Should the SHSAT Be So Important? Reply

In order to gain acceptance into one of the nine prestigious specialized high schools in New York City, eighth graders need to take the SHSAT, the Specialized High Schools Admissions Test. These test scores alone determine a student’s acceptance; other factors, such as grades, teacher recommendations, extracurriculars, etc., are not considered. How well a student does on the SHSAT determines where they will spend the next four years of their lives. This places a lot of importance on the test, as it test becomes a make-or-break moment for students who want to attend specialized high schools. The use of only standardized tests to determine admission into specialized high schools is questionable, as it is not the only thing that adequately gauges a student’s capabilities and should not be the only thing considered. However, because all students are, in theory, given an equal opportunity to succeed on the test, it is considered to be the fairest and most objective way to gauge a student’s ability. The issue about standardized testing as the sole means of determining admission has been debated amongst students, parents, and teachers.

The problem people have with standardized testing lies mainly with the fact that it is not necessarily a fair assessment of intelligence, but rather an assessment of ability to take a test. Many students, though intelligent, are not good test-takers; they may get anxious during tests, they may not work fast enough to be able to finish on time, or they simply may not know test-taking tricks that would maximize their scores, all of which hinder their ability to do well. If standardized testing is the only method used to determine admission, then kids who do poorly end up “blowing their chances” of getting accepted, even if they are deserving of a spot in a specialized high school in other regards. This places a lot of unhealthy stress on students to do well on the test, as well as placing an emphasis on learning how to memorize facts and formulas rather than critical thinking, which is another problem with standardized tests. A lot of parents start preparing their kids way before the test in order to ensure their admission into a “good” high school. Their success on the test is then entirely owed to the amount of time spent studying rather than their ability to think for themselves. This gives students the impression that in high school all they’ll be expected to be able to do is take tests and regurgitate information, which should not be the case. Things such as class grades, teacher recommendations and essays are thus better indicators of whether someone is a good fit for a certain high school, because these more accurately assess the abilities of a student.

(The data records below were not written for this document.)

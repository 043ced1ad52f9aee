// Copyright 2025-Present Datadog, Inc. https://www.datadoghq.com/
// SPDX-License-Identifier: Apache-2.0

//! Periodic sampling-signal sources.
//!
//! CPU mode arms one [`ThreadTimer`] per live thread, so each thread is
//! signalled in proportion to the CPU time it burns. Wall mode runs a ticker
//! thread that signals every whitelisted live thread each interval. In both
//! modes a discovery thread rescans the live thread set periodically, so
//! threads spawned after sampling starts are picked up within one detect
//! interval.

use crate::thread_timer::ThreadTimer;
use crate::whitelist::Whitelist;
use anyhow::Context;
use nix::sys::signal::Signal;
use parking_lot::{Condvar, Mutex};
use serde::{Deserialize, Serialize};
use std::collections::{HashMap, HashSet};
use std::sync::Arc;
use std::thread::JoinHandle;
use std::time::Duration;

/// How sample timing is driven.
#[derive(Debug, Clone, Copy, PartialEq, Eq, Serialize, Deserialize)]
pub enum SamplingMode {
    /// Per-thread CPU-clock timers; every live thread is a target.
    Cpu,
    /// One wall-clock ticker signalling the whitelisted live threads.
    WallClock,
}

/// Supplier of the current live thread-id set. Injectable so tests can run
/// against synthetic thread sets.
pub type ThreadProvider = Arc<dyn Fn() -> anyhow::Result<HashSet<i32>> + Send + Sync>;

#[derive(Debug, Clone, Copy)]
pub struct TimerConfig {
    pub mode: SamplingMode,
    pub signal: Signal,
    pub sample_interval_ms: u32,
    pub thread_detect_interval_ms: u32,
}

/// Owns the discovery thread and, in wall mode, the ticker thread.
///
/// The per-thread timers live on the discovery thread and are deleted when
/// it unwinds, so after [`TimerManager::stop`] returns no further sampling
/// signals are generated.
pub struct TimerManager {
    shared: Arc<Shared>,
    discovery: Option<JoinHandle<()>>,
    ticker: Option<JoinHandle<()>>,
}

struct Shared {
    config: TimerConfig,
    whitelist: Arc<Whitelist>,
    threads: ThreadProvider,
    stop: Mutex<bool>,
    wake: Condvar,
    wall_targets: Mutex<HashSet<i32>>,
}

impl TimerManager {
    /// Spawns the worker threads. The first thread scan runs immediately,
    /// so sampling begins without waiting out a detect interval.
    pub fn start(
        config: TimerConfig,
        whitelist: Arc<Whitelist>,
        threads: ThreadProvider,
    ) -> anyhow::Result<Self> {
        let shared = Arc::new(Shared {
            config,
            whitelist,
            threads,
            stop: Mutex::new(false),
            wake: Condvar::new(),
            wall_targets: Mutex::new(HashSet::new()),
        });

        let discovery = {
            let shared = Arc::clone(&shared);
            std::thread::Builder::new()
                .name("profiler-thread-detect".into())
                .spawn(move || discovery_loop(&shared))
                .context("failed to spawn the thread-discovery thread")?
        };
        let mut manager = Self {
            shared: Arc::clone(&shared),
            discovery: Some(discovery),
            ticker: None,
        };

        if config.mode == SamplingMode::WallClock {
            let shared = Arc::clone(&shared);
            let ticker = std::thread::Builder::new()
                .name("profiler-wall-ticker".into())
                .spawn(move || ticker_loop(&shared));
            match ticker {
                Ok(handle) => manager.ticker = Some(handle),
                Err(error) => {
                    manager.stop();
                    return Err(error).context("failed to spawn the wall-clock ticker thread");
                }
            }
        }

        tracing::debug!(mode = ?config.mode, "timer manager started");
        Ok(manager)
    }

    /// Stops and joins the worker threads. Per-thread timers are deleted as
    /// the discovery thread unwinds, so this blocks until the signal source
    /// is fully disarmed.
    pub fn stop(mut self) {
        self.shutdown();
    }

    fn shutdown(&mut self) {
        if self.discovery.is_none() && self.ticker.is_none() {
            return;
        }
        *self.shared.stop.lock() = true;
        self.shared.wake.notify_all();
        for handle in [self.discovery.take(), self.ticker.take()]
            .into_iter()
            .flatten()
        {
            if handle.join().is_err() {
                tracing::error!("a timer worker thread panicked");
            }
        }
        tracing::debug!("timer manager stopped");
    }
}

impl Drop for TimerManager {
    fn drop(&mut self) {
        self.shutdown();
    }
}

fn discovery_loop(shared: &Shared) {
    let interval = Duration::from_millis(u64::from(shared.config.thread_detect_interval_ms));
    let mut timers: HashMap<i32, ThreadTimer> = HashMap::new();
    loop {
        shared.rescan(&mut timers);
        let mut stop = shared.stop.lock();
        if *stop {
            break;
        }
        shared.wake.wait_for(&mut stop, interval);
        if *stop {
            break;
        }
    }
    // Dropping the map disarms every per-thread timer.
}

fn ticker_loop(shared: &Shared) {
    let pid = libdd_common::threading::get_process_id();
    let signum = shared.config.signal as libc::c_int;
    let interval = Duration::from_millis(u64::from(shared.config.sample_interval_ms));
    loop {
        {
            let mut stop = shared.stop.lock();
            if *stop {
                break;
            }
            shared.wake.wait_for(&mut stop, interval);
            if *stop {
                break;
            }
        }
        let targets = shared.wall_targets.lock().clone();
        for tid in targets {
            // ESRCH for a thread that exited since the last scan is fine.
            // SAFETY: tgkill takes no memory arguments.
            unsafe { libc::syscall(libc::SYS_tgkill, pid, tid, signum) };
        }
    }
}

impl Shared {
    fn rescan(&self, timers: &mut HashMap<i32, ThreadTimer>) {
        let live = match (self.threads)() {
            Ok(live) => live,
            Err(error) => {
                tracing::warn!(%error, "thread enumeration failed; keeping the current target set");
                return;
            }
        };
        match self.config.mode {
            SamplingMode::Cpu => {
                timers.retain(|tid, _| live.contains(tid));
                for &tid in &live {
                    if timers.contains_key(&tid) {
                        continue;
                    }
                    match ThreadTimer::new(tid, self.config.signal, self.config.sample_interval_ms)
                    {
                        Ok(timer) => {
                            timers.insert(tid, timer);
                        }
                        Err(error) => {
                            // The thread can exit between the scan and here.
                            tracing::debug!(tid, %error, "skipping thread without a timer");
                        }
                    }
                }
            }
            SamplingMode::WallClock => {
                self.whitelist.prune(&live);
                *self.wall_targets.lock() = self.whitelist.snapshot();
            }
        }
    }
}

However, though things such as grades and essays are more useful in “getting to know” a student, there is no way to standardize (hahaha) these factors. Grades are especially difficult to assess because grading systems vary throughout schools. Good grades in an easy school may be equivalent to mediocre grades in a hard school, but unless the offices of admissions are familiar with the difficulty levels of each school, the better grades will be held in higher regard, even if these grades weren’t necessarily earned. Essays are also hard to standardize because unless one person reads over every single essay, judgement of students’ writing will vary. Teacher recommendations, though they give an insight into a student’s personality and how they behave in class, can be biased, whether it be in the favor of the student or not, and not give an objective view. Thus, standardized testing may actually be the only real basis for fair, objective comparisons between students, as everyone takes the same test and is expected to know the same material.  It possibly should not, however, be the sole factor in specialized high school admissions, and should instead be evaluated in tandem to other assessments.